▶ _Exercise directions_:
Copies of all lines containing the string "Serialize" are needed from the data below.

[Supplied material]

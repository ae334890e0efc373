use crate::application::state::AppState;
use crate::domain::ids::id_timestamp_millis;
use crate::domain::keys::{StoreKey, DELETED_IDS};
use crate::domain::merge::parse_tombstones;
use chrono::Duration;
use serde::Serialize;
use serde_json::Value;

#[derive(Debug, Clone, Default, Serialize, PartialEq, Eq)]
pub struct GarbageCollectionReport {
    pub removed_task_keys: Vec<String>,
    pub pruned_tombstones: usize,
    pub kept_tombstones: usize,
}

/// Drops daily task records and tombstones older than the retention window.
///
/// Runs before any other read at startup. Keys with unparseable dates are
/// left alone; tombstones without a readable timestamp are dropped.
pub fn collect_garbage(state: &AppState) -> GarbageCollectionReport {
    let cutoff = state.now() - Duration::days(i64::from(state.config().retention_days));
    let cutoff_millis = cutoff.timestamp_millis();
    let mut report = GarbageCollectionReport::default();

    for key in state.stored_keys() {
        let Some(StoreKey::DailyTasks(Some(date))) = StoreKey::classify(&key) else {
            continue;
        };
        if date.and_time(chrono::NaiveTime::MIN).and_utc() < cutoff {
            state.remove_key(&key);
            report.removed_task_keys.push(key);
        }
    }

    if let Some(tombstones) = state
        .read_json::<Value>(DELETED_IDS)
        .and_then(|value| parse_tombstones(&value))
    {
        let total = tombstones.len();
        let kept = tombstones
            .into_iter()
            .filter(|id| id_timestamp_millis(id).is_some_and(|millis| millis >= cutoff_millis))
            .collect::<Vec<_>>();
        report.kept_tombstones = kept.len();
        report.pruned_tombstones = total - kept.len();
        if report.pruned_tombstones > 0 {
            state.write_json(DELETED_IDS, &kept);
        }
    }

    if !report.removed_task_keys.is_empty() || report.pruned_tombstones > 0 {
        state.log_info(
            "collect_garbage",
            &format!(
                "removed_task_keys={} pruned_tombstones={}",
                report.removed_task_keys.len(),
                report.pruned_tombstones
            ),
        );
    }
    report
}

[/Supplied material]

▶ _Answer to this exercise_:
use serde::Serialize;
#[derive(Debug, Clone, Default, Serialize, PartialEq, Eq)]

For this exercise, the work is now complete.